Vous rappelez-vous l’histoire d’une vénérable assemblée qui mit au concours le problème de la carpe et du seau d’eau ? Pourquoi, lorsque dans un seau rempli d’eau jusqu’au bord vous introduisez une carpe, le seau ne déborde-t-il pas ? Et les savants de réfléchir, de se creuser la tête, de rédiger de longs mémoires, jusqu’à ce que vint un brave homme qui déclara avoir d’abord tenté l’expérience et s’être assuré que le seau débordait parfaitement. Appliquez la même méthode à nos hâbleurs : vérifiez leur dire avant d’en faire état et vous avez bien des chances d’apprendre que le grand escrimeur fréquenta mollement pendant quelques années de sa vie une salle d’armes peu athlétique, et que le puissant rameur, aux environs de ses vingt ans, exécuta une quinzaine de fois en compagnie de quelques camarades, la descente de la Seine de Maisons-Laffitte à Bougival. Et si peu d’entraînement que représente ce passé anodin et lointain, c’est encore suffisant pour que, remis en garde sur la planche ou assis dans un canot l’aviron en main, l’un et l’autre retrouvent quelque chose des gestes appris et des mouvements enregistrés.

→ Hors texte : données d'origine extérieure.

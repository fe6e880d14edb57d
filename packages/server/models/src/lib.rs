#![cfg_attr(feature = "fail-on-warnings", deny(warnings))]
#![warn(clippy::all, clippy::pedantic, clippy::nursery, clippy::cargo)]
#![allow(clippy::multiple_crate_versions, clippy::cargo_common_metadata)]

//! API request and response types for the Oslo housing-market map server.
//!
//! These types are serialized to JSON for the REST API. The server keeps
//! no session state: the front end owns its [`ViewState`] and posts it
//! together with each pointer event.

use oslo_market_display::{DistrictListEntry, FormattedValuation, StatsPanel};
use oslo_market_map::{CameraTarget, Highlight, RegionPaint, RegionStyle};
use oslo_market_selection::{ViewEvent, ViewState};
use oslo_market_valuation_models::{ConditionStandard, DwellingType};
use serde::{Deserialize, Serialize};

/// Health check response.
#[derive(Debug, Serialize)]
#[serde(rename_all = "camelCase")]
pub struct ApiHealth {
    /// Whether the service is healthy.
    pub healthy: bool,
    /// Service version.
    pub version: String,
}

/// Error body for non-2xx responses.
#[derive(Debug, Clone, Serialize, Deserialize)]
#[serde(rename_all = "camelCase")]
pub struct ApiError {
    /// Human-readable message.
    pub error: String,
}

/// Query parameters for the district list endpoint.
#[derive(Debug, Clone, Default, Deserialize)]
#[serde(rename_all = "camelCase")]
pub struct DistrictListParams {
    /// Id of the displayed district, marked active in the list.
    pub active: Option<String>,
}

/// Body of `POST /api/view`.
#[derive(Debug, Clone, Deserialize)]
#[serde(rename_all = "camelCase")]
pub struct ViewRequest {
    /// State currently held by the front end.
    #[serde(default)]
    pub state: ViewState,
    /// Pointer event to apply.
    pub event: ViewEvent,
}

/// Style of one map region after an event.
#[derive(Debug, Clone, Serialize)]
#[serde(rename_all = "camelCase")]
pub struct ApiRegion {
    /// District id.
    pub id: String,
    /// Region style.
    pub style: RegionStyle,
    /// Paint properties for the style.
    pub paint: RegionPaint,
}

/// Response of `POST /api/view`: the new state and everything derived
/// from it.
#[derive(Debug, Clone, Serialize)]
#[serde(rename_all = "camelCase")]
pub struct ViewResponse {
    /// State after the event.
    pub state: ViewState,
    /// Stats panel for the displayed district.
    pub panel: StatsPanel,
    /// District list with the displayed district marked.
    pub districts: Vec<DistrictListEntry>,
    /// Highlight command for the map.
    pub highlight: Highlight,
    /// Per-region styles, in boundary order.
    pub regions: Vec<ApiRegion>,
    /// Where the map camera should be.
    pub camera: CameraTarget,
}

/// Query parameters for the boundary lookup endpoint.
#[derive(Debug, Clone, Deserialize)]
pub struct LookupParams {
    /// Longitude.
    pub lng: f64,
    /// Latitude.
    pub lat: f64,
}

/// Response of the boundary lookup endpoint.
#[derive(Debug, Clone, Serialize, Deserialize)]
#[serde(rename_all = "camelCase")]
pub struct LookupResponse {
    /// District under the point, `null` for empty space.
    pub district_id: Option<String>,
}

/// Body of `POST /api/valuation`.
#[derive(Debug, Clone, Deserialize)]
#[serde(rename_all = "camelCase")]
pub struct ValuationRequest {
    /// Chosen district id. Unknown ids use the whole-city figures.
    pub district_id: String,
    /// Floor area exactly as entered in the form.
    pub area: String,
    /// Dwelling type code.
    #[serde(default)]
    pub dwelling_type: DwellingType,
    /// Condition standard code.
    #[serde(default)]
    pub standard: ConditionStandard,
}

/// Response of `POST /api/valuation`.
#[derive(Debug, Clone, Serialize)]
#[serde(rename_all = "camelCase")]
pub struct ValuationResponse {
    /// Id of the district the figures came from.
    pub district_id: String,
    /// Display name of that district.
    pub district_name: String,
    /// Area used, in square meters.
    pub area: f64,
    /// Dwelling type used.
    pub dwelling_type: DwellingType,
    /// Condition standard used.
    pub standard: ConditionStandard,
    /// Formatted result.
    pub result: FormattedValuation,
}

#[cfg(test)]
mod tests {
    use super::*;

    #[test]
    fn view_request_defaults_missing_state() {
        let req: ViewRequest =
            serde_json::from_str(r#"{"event": {"type": "hover", "id": "alna"}}"#).unwrap();
        assert_eq!(req.state, ViewState::new());
        assert_eq!(
            req.event,
            ViewEvent::Hover {
                id: "alna".to_string()
            }
        );
    }

    #[test]
    fn valuation_request_defaults_form_choices() {
        let req: ValuationRequest =
            serde_json::from_str(r#"{"districtId": "alna", "area": "60"}"#).unwrap();
        assert_eq!(req.dwelling_type, DwellingType::DetachedPlot);
        assert_eq!(req.standard, ConditionStandard::Standard);
    }

    #[test]
    fn valuation_request_accepts_codes() {
        let req: ValuationRequest = serde_json::from_str(
            r#"{"districtId": "alna", "area": "60", "dwellingType": "lei", "standard": "behov"}"#,
        )
        .unwrap();
        assert_eq!(req.dwelling_type, DwellingType::Apartment);
        assert_eq!(req.standard, ConditionStandard::NeedsWork);
    }
}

Ce sont la paresse accumulée et surtout la routine de l’existence quotidienne qui les retiennent d’en faire l’expérience et de franchir le très léger obstacle que dresse devant eux la sensation d’une ankylose toute de surface.

C’est donc qu’il existe une mémoire des muscles et que cette mémoire est plus longue qu’on ne pense. Déterminer sa durée est de toute importance, afin de fixer les délais au delà desquels la prescription s’établit au détriment du corps ; il convient de savoir aussi comment elle se forme, pour connaître les moyens de la bien entretenir.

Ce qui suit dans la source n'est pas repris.